◆ **WORK TO COMPLETE**
Taking the listing below, restate word for word each line from the line with "let engine = spawn_countdown(CountdownEngine::new(), |_|" to the line with "async fn start_seconds(engine: &EngineHandle, seconds: i64)", ends included, and stop there.
--- ENTRIES SUPPLIED Enclosed Below ---
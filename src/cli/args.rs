//! Arguments shared by several commands

use clap::Args;

use crate::error::{BudgetError, BudgetResult};
use crate::models::{BudgetCategory, Field, Money};

/// Selects one stored table
#[derive(Args, Debug, Clone)]
pub struct TableArgs {
    /// Organizational unit (e.g. VPO)
    pub unit: String,

    /// Table category: misiones or consultorias
    #[arg(short, long)]
    pub category: BudgetCategory,
}

/// Parse a user-entered amount such as `1,500` or `$1500.50`
pub fn parse_amount(input: &str) -> BudgetResult<Money> {
    Money::parse(input).map_err(|e| BudgetError::Validation(format!("Invalid amount: {}", e)))
}

/// Parse a `field=value` pair
pub fn parse_assignment(input: &str) -> BudgetResult<(Field, String)> {
    let (field, value) = input.split_once('=').ok_or_else(|| {
        BudgetError::Validation(format!("Expected field=value, got '{}'", input))
    })?;
    let field = field.parse::<Field>().map_err(BudgetError::Validation)?;
    Ok((field, value.trim().to_string()))
}

#[cfg(test)]
mod tests {
    use super::*;

    #[test]
    fn test_parse_assignment() {
        let (field, value) = parse_assignment("Días= 4").unwrap();
        assert_eq!(field, Field::Days);
        assert_eq!(value, "4");
        assert!(parse_assignment("days").is_err());
        assert!(parse_assignment("colour=red").is_err());
    }

    #[test]
    fn test_parse_amount() {
        assert_eq!(parse_amount("$1,500").unwrap(), Money::from_units(1500));
        assert!(parse_amount("lots").is_err());
    }
}
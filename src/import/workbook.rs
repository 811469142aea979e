//! Excel/ODS worksheet reader using calamine
//!
//! The first non-empty row of a sheet is taken as the header row.

use std::path::Path;

use calamine::{open_workbook_auto, Data, Range, Reader};

use super::{RawTable, SourceTables};
use crate::error::{BudgetError, BudgetResult};
use crate::models::RawCell;

/// Read one worksheet; `None` selects the first sheet
pub fn read_sheet(path: &Path, sheet: Option<&str>) -> BudgetResult<RawTable> {
    let mut workbook = open_workbook_auto(path)
        .map_err(|e| BudgetError::Import(format!("Failed to open {}: {}", path.display(), e)))?;

    let names = workbook.sheet_names();
    let name = match sheet {
        Some(wanted) => names
            .iter()
            .find(|n| n.as_str() == wanted)
            .cloned()
            .ok_or_else(|| BudgetError::SheetNotFound {
                sheet: wanted.to_string(),
                path: path.display().to_string(),
            })?,
        None => names.first().cloned().ok_or_else(|| {
            BudgetError::Import(format!("{} contains no worksheets", path.display()))
        })?,
    };

    let range = workbook.worksheet_range(&name)?;
    Ok(range_to_table(&name, &range))
}

/// Read every worksheet in workbook order
///
/// A sheet that cannot be read is recorded and the remaining sheets are
/// still read.
pub fn read_all_sheets(path: &Path) -> BudgetResult<SourceTables> {
    let mut workbook = open_workbook_auto(path)
        .map_err(|e| BudgetError::Import(format!("Failed to open {}: {}", path.display(), e)))?;

    let mut source = SourceTables::default();
    for name in workbook.sheet_names() {
        match workbook.worksheet_range(&name) {
            Ok(range) => source.tables.push(range_to_table(&name, &range)),
            Err(err) => source.failed.push((name, err.into())),
        }
    }
    Ok(source)
}

fn range_to_table(name: &str, range: &Range<Data>) -> RawTable {
    let mut rows = range
        .rows()
        .map(|row| row.iter().map(data_to_cell).collect::<Vec<_>>())
        .skip_while(|cells| cells.iter().all(RawCell::is_empty));

    let headers = rows
        .next()
        .map(|cells| cells.iter().map(|c| c.to_string().trim().to_string()).collect())
        .unwrap_or_default();

    let mut table = RawTable::new(name, headers);
    table.rows = rows.collect();
    table
}

fn data_to_cell(data: &Data) -> RawCell {
    match data {
        Data::Empty => RawCell::Empty,
        Data::Int(i) => RawCell::Number(*i as f64),
        Data::Float(f) => RawCell::Number(*f),
        Data::Bool(b) => RawCell::Bool(*b),
        Data::String(s) => RawCell::from_text(s),
        Data::Error(_) => RawCell::Empty,
        other => RawCell::from_text(&other.to_string()),
    }
}

#[cfg(test)]
mod tests {
    use super::*;

    #[test]
    fn test_data_to_cell() {
        assert_eq!(data_to_cell(&Data::Int(3)), RawCell::Number(3.0));
        assert_eq!(data_to_cell(&Data::Float(2.5)), RawCell::Number(2.5));
        assert_eq!(data_to_cell(&Data::String("  ".into())), RawCell::Empty);
        assert_eq!(
            data_to_cell(&Data::String("Chile".into())),
            RawCell::Text("Chile".into())
        );
        assert_eq!(data_to_cell(&Data::Empty), RawCell::Empty);
    }

    #[test]
    fn test_range_header_skips_leading_blank_rows() {
        let mut range: Range<Data> = Range::new((0, 0), (3, 1));
        range.set_value((1, 0), Data::String("País".into()));
        range.set_value((1, 1), Data::String("Total".into()));
        range.set_value((2, 0), Data::String("Chile".into()));
        range.set_value((2, 1), Data::Float(640.0));

        let table = range_to_table("VPO", &range);
        assert_eq!(table.headers, vec!["País".to_string(), "Total".to_string()]);
        assert_eq!(table.rows.len(), 2);
        assert_eq!(table.rows[0][1], RawCell::Number(640.0));
    }

    #[test]
    fn test_missing_workbook() {
        let err = read_sheet(Path::new("/nonexistent/BDD_Ajuste.xlsx"), None).unwrap_err();
        assert!(matches!(err, BudgetError::Import(_)));
    }
}
#[cfg(test)]
mod tests {
    use super::*;
    use crate::audit::Operation;
    use crate::config::paths::BudgetPaths;
    use crate::models::Rounding;
    use crate::services::calculator::MissionFormula;
    use crate::storage::Storage;
    use tempfile::TempDir;

    const MISSIONS_CSV: &str = "País,Cantidad de Funcionarios,Días,Costo de Pasaje,Alojamiento,Per-diem y Otros,Movilidad,Objetivo,Total\n\
        Chile,2,3,100,50,20,10,R,\n\
        Perú,1,2,300,80,40,0,E,999\n";

    fn setup() -> (TempDir, Storage) {
        let temp_dir = TempDir::new().unwrap();
        let paths = BudgetPaths::with_base_dir(temp_dir.path().to_path_buf());
        let storage = Storage::new(paths).unwrap();
        std::fs::write(temp_dir.path().join("VPO.csv"), MISSIONS_CSV).unwrap();
        (temp_dir, storage)
    }

    fn import(temp_dir: &TempDir, service: &TableService<'_>) -> LoadReport {
        let path = temp_dir.path().join("VPO.csv");
        service
            .import(&ImportRequest {
                path: &path,
                category: BudgetCategory::Missions,
                unit: None,
                sheet: None,
                all_sheets: false,
            })
            .unwrap()
    }

    #[test]
    fn test_import_stores_and_logs() {
        let (temp_dir, storage) = setup();
        let settings = Settings::default();
        let service = TableService::new(&storage, &settings);

        let report = import(&temp_dir, &service);
        assert_eq!(report.tables.len(), 1);

        let table = service.get("VPO", BudgetCategory::Missions).unwrap();
        assert_eq!(table.rows[0].total, Money::from_units(640));
        assert_eq!(table.rows[1].total, Money::from_units(999));
        assert_eq!(service.list().unwrap().len(), 1);

        let entries = storage.audit().read_all().unwrap();
        assert_eq!(entries.len(), 1);
        assert_eq!(entries[0].entity_type, EntityType::Table);
        assert_eq!(entries[0].entity_id, "VPO/Misiones");
    }

    #[test]
    fn test_edit_persists_and_logs_diff() {
        let (temp_dir, storage) = setup();
        let settings = Settings::default();
        let service = TableService::new(&storage, &settings);
        import(&temp_dir, &service);

        let edit = service
            .set_field("VPO", BudgetCategory::Missions, 0, Field::Days, "4")
            .unwrap();
        assert_eq!(edit.total_after, Money::from_units(780));

        let stored = service.get("VPO", BudgetCategory::Missions).unwrap();
        assert_eq!(stored.rows[0].total, Money::from_units(780));

        let entries = storage.audit().read_all().unwrap();
        let last = entries.last().unwrap();
        assert_eq!(last.operation, Operation::Update);
        assert_eq!(last.entity_id, "VPO/Misiones#0");
        let diff = last.diff_summary.as_deref().unwrap();
        assert!(diff.contains("days: \"3\" -> \"4\""));
        assert!(diff.contains("total: \"640\" -> \"780\""));
    }

    #[test]
    fn test_recompute_overrides_trusted_totals() {
        let (temp_dir, storage) = setup();
        let settings = Settings::default();
        let service = TableService::new(&storage, &settings);
        import(&temp_dir, &service);

        assert_eq!(service.recompute("VPO", BudgetCategory::Missions).unwrap(), 1);
        let stored = service.get("VPO", BudgetCategory::Missions).unwrap();
        // 300 + 1*2*80 + 1*2*40 + 0
        assert_eq!(stored.rows[1].total, Money::from_units(540));
        assert_eq!(service.recompute("VPO", BudgetCategory::Missions).unwrap(), 0);
    }

    #[test]
    fn test_summarize_uses_saved_target() {
        let (temp_dir, storage) = setup();
        let mut settings = Settings::default();
        settings.set_target("VPO", BudgetCategory::Missions, Money::from_units(2000));
        let service = TableService::new(&storage, &settings);
        import(&temp_dir, &service);

        let (_, summary) = service
            .summarize("VPO", BudgetCategory::Missions, &[GroupKey::Objective], None)
            .unwrap();
        let rec = summary.reconciliation.unwrap();
        assert_eq!(rec.difference, Money::from_units(361));

        let (_, summary) = service
            .summarize(
                "VPO",
                BudgetCategory::Missions,
                &[],
                Some(Money::from_units(1639)),
            )
            .unwrap();
        assert!(summary.reconciliation.unwrap().is_balanced());
    }

    #[test]
    fn test_add_remove_and_missing_table() {
        let (temp_dir, storage) = setup();
        let settings = Settings::default();
        let service = TableService::new(&storage, &settings);
        import(&temp_dir, &service);

        let index = service
            .add_row(
                "VPO",
                BudgetCategory::Missions,
                &[
                    (Field::Country, "Bolivia".into()),
                    (Field::StaffCount, "1".into()),
                    (Field::Days, "1".into()),
                    (Field::FareCost, "200".into()),
                ],
            )
            .unwrap();
        assert_eq!(index, 2);

        let removed = service.remove_row("VPO", BudgetCategory::Missions, 0).unwrap();
        assert_eq!(removed.text(Field::Country), Some("Chile"));
        let stored = service.get("VPO", BudgetCategory::Missions).unwrap();
        assert_eq!(stored.len(), 2);
        assert_eq!(stored.grand_total(), Money::from_units(1199));

        assert!(service
            .get("VPO", BudgetCategory::Consulting)
            .unwrap_err()
            .is_not_found());
        assert!(service.remove("VPO", BudgetCategory::Missions).unwrap());
        assert!(!service.remove("VPO", BudgetCategory::Missions).unwrap());
    }

    const MIXED_CSV: &str = "País,Cantidad de Funcionarios,Días,Costo de Pasaje,Alojamiento,Per-diem y Otros,Movilidad,Objetivo,Total\n\
        Chile,2,3,100,50,20,10,R,\n\
        Perú,1,1,10.255,0,0,0,E,\n\
        Bolivia,1,1,100,0,0,0,R,1234.56\n";

    fn import_mixed(temp_dir: &TempDir, service: &TableService<'_>) {
        let path = temp_dir.path().join("VPE.csv");
        std::fs::write(&path, MIXED_CSV).unwrap();
        service
            .import(&ImportRequest {
                path: &path,
                category: BudgetCategory::Missions,
                unit: None,
                sheet: None,
                all_sheets: false,
            })
            .unwrap();
    }

    fn factored_integer() -> Settings {
        let mut settings = Settings::default();
        settings.calculation.formula_variant = MissionFormula::Factored;
        settings.calculation.rounding = Rounding::Integer;
        settings
    }

    #[test]
    fn test_summary_and_export_follow_changed_settings() {
        let (temp_dir, storage) = setup();
        let mut initial = Settings::default();
        initial.calculation.rounding = Rounding::TwoDecimal;
        import_mixed(&temp_dir, &TableService::new(&storage, &initial));

        let settings = factored_integer();
        let service = TableService::new(&storage, &settings);

        let (table, summary) = service
            .summarize("VPE", BudgetCategory::Missions, &[GroupKey::Country], None)
            .unwrap();
        assert_eq!(table.rows[0].total, Money::from_units(680));
        assert_eq!(table.rows[1].total, Money::from_units(10));
        assert_eq!(table.rows[2].total, Money::from_units(1235));
        assert_eq!(summary.grand_total, Money::from_units(1925));
        assert_eq!(summary.groups.unwrap().total(), summary.grand_total);

        let out = temp_dir.path().join("vpe.csv");
        service
            .export_csv("VPE", BudgetCategory::Missions, &[], &out)
            .unwrap();
        let text = std::fs::read_to_string(&out).unwrap();
        let lines: Vec<&str> = text.lines().collect();
        assert!(lines[1].ends_with(",R,680"), "{}", lines[1]);
        assert!(lines[2].ends_with(",E,10"), "{}", lines[2]);
        assert!(lines[3].ends_with(",R,1235"), "{}", lines[3]);
    }

    #[test]
    fn test_edit_under_changed_settings_recomputes_whole_table() {
        let (temp_dir, storage) = setup();
        import_mixed(&temp_dir, &TableService::new(&storage, &Settings::default()));

        let settings = factored_integer();
        let service = TableService::new(&storage, &settings);
        service
            .set_field("VPE", BudgetCategory::Missions, 1, Field::Days, "2")
            .unwrap();

        let stored = storage
            .tables
            .require(&TableKey::new("VPE", BudgetCategory::Missions))
            .unwrap();
        assert_eq!(stored.rows[0].total, Money::from_units(680));
        assert_eq!(stored.rows[1].total, Money::from_units(10));
        assert_eq!(stored.rows[2].total, Money::from_units(1235));
    }

    #[test]
    fn test_settle_all_rewrites_stale_tables() {
        let (temp_dir, storage) = setup();
        import_mixed(&temp_dir, &TableService::new(&storage, &Settings::default()));

        let settings = factored_integer();
        let service = TableService::new(&storage, &settings);
        assert_eq!(service.settle_all().unwrap(), 1);
        assert_eq!(service.settle_all().unwrap(), 0);

        let stored = storage
            .tables
            .require(&TableKey::new("VPE", BudgetCategory::Missions))
            .unwrap();
        assert_eq!(stored.rows[0].total, Money::from_units(680));
    }

    #[test]
    fn test_huge_fare_is_stored_saturated() {
        let (temp_dir, storage) = setup();
        let settings = Settings::default();
        let service = TableService::new(&storage, &settings);
        import(&temp_dir, &service);

        service
            .set_field("VPO", BudgetCategory::Missions, 0, Field::FareCost, "1e18")
            .unwrap();
        let (_, summary) = service
            .summarize("VPO", BudgetCategory::Missions, &[], None)
            .unwrap();
        assert_eq!(summary.grand_total.cents(), i64::MAX);
    }

    #[test]
    fn test_export_csv_logs_export() {
        let (temp_dir, storage) = setup();
        let settings = Settings::default();
        let service = TableService::new(&storage, &settings);
        import(&temp_dir, &service);

        let out = temp_dir.path().join("out.csv");
        service
            .export_csv("VPO", BudgetCategory::Missions, &[], &out)
            .unwrap();
        let text = std::fs::read_to_string(&out).unwrap();
        assert!(text.lines().nth(1).unwrap().ends_with(",R,640"));

        let last = storage.audit().read_all().unwrap().pop().unwrap();
        assert_eq!(last.operation, Operation::Export);
    }
}
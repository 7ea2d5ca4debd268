//! Expiry notification background task

use std::sync::Arc;

use tokio::sync::broadcast::{self, error::RecvError};
use tracing::{error, info, warn};

use crate::{
    services::notifier::Notifier,
    state::{engine::Expiry, TimerEvent},
    tasks::countdown::{EngineError, WeakEngineHandle},
};

/// Background task that notifies the user once per expired run and routes
/// the chosen notification action back to the engine for that run
pub async fn notification_task(
    mut events: broadcast::Receiver<TimerEvent>,
    notifier: Arc<dyn Notifier>,
    engine: WeakEngineHandle,
) {
    info!("Starting notification task");

    loop {
        match events.recv().await {
            Ok(TimerEvent::Expired { run_id, total_ms, at }) => {
                let expiry = Expiry { run_id, total_ms, at };
                let notifier = Arc::clone(&notifier);
                let engine = engine.clone();
                // Actionable notifications block until dismissed.
                tokio::spawn(async move {
                    let action = match notifier.notify_expired(&expiry).await {
                        Ok(Some(action)) => action,
                        Ok(None) => return,
                        Err(e) => {
                            error!("Failed to notify expiry of run {}: {}", run_id, e);
                            return;
                        }
                    };
                    info!("Notification action {} for run {}", action.key(), run_id);
                    match engine.answer_notification(action, run_id).await {
                        Ok(()) => {}
                        Err(e @ EngineError::Superseded { .. }) => info!("Dropped {}: {}", action.key(), e),
                        Err(e) => error!("Failed to apply notification action {}: {}", action.key(), e),
                    }
                });
            }
            Ok(_) => {}
            Err(RecvError::Lagged(skipped)) => {
                warn!("Notification task lagged, skipped {} events", skipped);
            }
            Err(RecvError::Closed) => {
                info!("Event channel closed, stopping notification task");
                break;
            }
        }
    }
}

#[cfg(test)]
mod tests {
    use std::{sync::Mutex, time::Duration};

    use async_trait::async_trait;

    use super::*;
    use crate::{
        services::{alarm::NoAlarm, notifier::NotificationAction},
        state::{engine::CountdownEngine, FieldInput, TimeField, TimerDuration},
        tasks::countdown::{spawn_countdown, EngineHandle},
    };

    /// Records expiries and answers with a fixed action after `delay`
    struct FakeNotifier {
        calls: Mutex<Vec<u64>>,
        action: Option<NotificationAction>,
        delay: Duration,
    }

    impl FakeNotifier {
        fn new(action: Option<NotificationAction>) -> Arc<Self> {
            Self::answering_after(action, Duration::ZERO)
        }

        fn answering_after(action: Option<NotificationAction>, delay: Duration) -> Arc<Self> {
            Arc::new(Self {
                calls: Mutex::new(Vec::new()),
                action,
                delay,
            })
        }

        fn calls(&self) -> Vec<u64> {
            self.calls.lock().unwrap().clone()
        }
    }

    #[async_trait]
    impl Notifier for FakeNotifier {
        async fn notify_expired(&self, expiry: &Expiry) -> Result<Option<NotificationAction>, String> {
            self.calls.lock().unwrap().push(expiry.run_id);
            tokio::time::sleep(self.delay).await;
            Ok(self.action)
        }
    }

    fn spawn_with(notifier: Arc<FakeNotifier>) -> EngineHandle {
        let engine = spawn_countdown(CountdownEngine::new(), |_| Box::new(NoAlarm));
        tokio::spawn(notification_task(
            engine.subscribe_events(),
            notifier,
            engine.downgrade(),
        ));
        engine
    }

    async fn start_seconds(engine: &EngineHandle, seconds: i64) {
        engine.set_field(TimeField::Seconds, FieldInput::Number(seconds)).await.unwrap();
        assert!(engine.toggle_start_pause().await.unwrap());
    }

    #[tokio::test(start_paused = true)]
    async fn test_one_notification_per_run() {
        let notifier = FakeNotifier::new(None);
        let engine = spawn_with(notifier.clone());

        start_seconds(&engine, 2).await;
        tokio::time::sleep(Duration::from_secs(5)).await;
        start_seconds(&engine, 1).await;
        tokio::time::sleep(Duration::from_secs(5)).await;

        assert_eq!(notifier.calls(), vec![1, 2]);
    }

    #[tokio::test(start_paused = true)]
    async fn test_paused_run_is_not_notified() {
        let notifier = FakeNotifier::new(None);
        let engine = spawn_with(notifier.clone());

        start_seconds(&engine, 2).await;
        engine.toggle_start_pause().await.unwrap();
        tokio::time::sleep(Duration::from_secs(5)).await;

        assert!(notifier.calls().is_empty());
    }

    #[tokio::test(start_paused = true)]
    async fn test_add_minute_action_restarts() {
        let notifier = FakeNotifier::new(Some(NotificationAction::AddOneMinute));
        let engine = spawn_with(notifier.clone());

        start_seconds(&engine, 1).await;
        tokio::time::sleep(Duration::from_millis(1500)).await;

        let snapshot = engine.snapshot();
        assert!(snapshot.started);
        assert_eq!(notifier.calls(), vec![1]);
        assert_eq!(snapshot.duration(), TimerDuration::new(0, 1, 0));
    }

    #[tokio::test(start_paused = true)]
    async fn test_stop_action_for_latest_run_clears() {
        let notifier = FakeNotifier::answering_after(Some(NotificationAction::Stop), Duration::from_secs(20));
        let engine = spawn_with(notifier.clone());

        start_seconds(&engine, 1).await;
        tokio::time::sleep(Duration::from_secs(2)).await;
        // Editing after expiry does not start a new run.
        engine.set_field(TimeField::Minutes, FieldInput::Number(10)).await.unwrap();
        tokio::time::sleep(Duration::from_secs(30)).await;

        assert_eq!(notifier.calls(), vec![1]);
        assert!(engine.snapshot().duration().is_zero());
    }

    #[tokio::test(start_paused = true)]
    async fn test_late_stop_leaves_newer_run_alone() {
        let notifier = FakeNotifier::answering_after(Some(NotificationAction::Stop), Duration::from_secs(20));
        let engine = spawn_with(notifier.clone());

        start_seconds(&engine, 1).await;
        tokio::time::sleep(Duration::from_secs(2)).await;
        engine.set_field(TimeField::Minutes, FieldInput::Number(10)).await.unwrap();
        assert!(engine.toggle_start_pause().await.unwrap());
        tokio::time::sleep(Duration::from_secs(30)).await;

        let snapshot = engine.snapshot();
        assert_eq!(notifier.calls(), vec![1]);
        assert!(snapshot.started, "stop from run 1 cleared run 2");
        assert_eq!(snapshot.minutes, 9);
    }

    #[tokio::test(start_paused = true)]
    async fn test_late_add_minute_does_not_extend_newer_run() {
        let notifier =
            FakeNotifier::answering_after(Some(NotificationAction::AddOneMinute), Duration::from_secs(20));
        let engine = spawn_with(notifier.clone());
        let mut events = engine.subscribe_events();

        start_seconds(&engine, 1).await;
        tokio::time::sleep(Duration::from_secs(2)).await;
        start_seconds(&engine, 50).await;
        tokio::time::sleep(Duration::from_secs(30)).await;

        let mut extended = false;
        while let Ok(event) = events.try_recv() {
            extended |= matches!(event, TimerEvent::Extended { .. });
        }
        assert!(!extended);
        assert!(engine.snapshot().started);
    }
}
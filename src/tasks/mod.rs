//! Background tasks module
//!
//! This module contains the tasks that run alongside the HTTP server.

pub mod countdown;
pub mod notifications;

// Re-export main functions
pub use countdown::{spawn_countdown, EngineError, EngineHandle, WeakEngineHandle};
pub use notifications::notification_task;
--- End of Enclosed ENTRIES SUPPLIED ---
◆ **TASK RESULT**
        let engine = spawn_countdown(CountdownEngine::new(), |_| Box::new(NoAlarm));
        tokio::spawn(notification_task(
            engine.subscribe_events(),
            notifier,
            engine.downgrade(),
        ));
        engine
    }

    async fn start_seconds(engine: &EngineHandle, seconds: i64) {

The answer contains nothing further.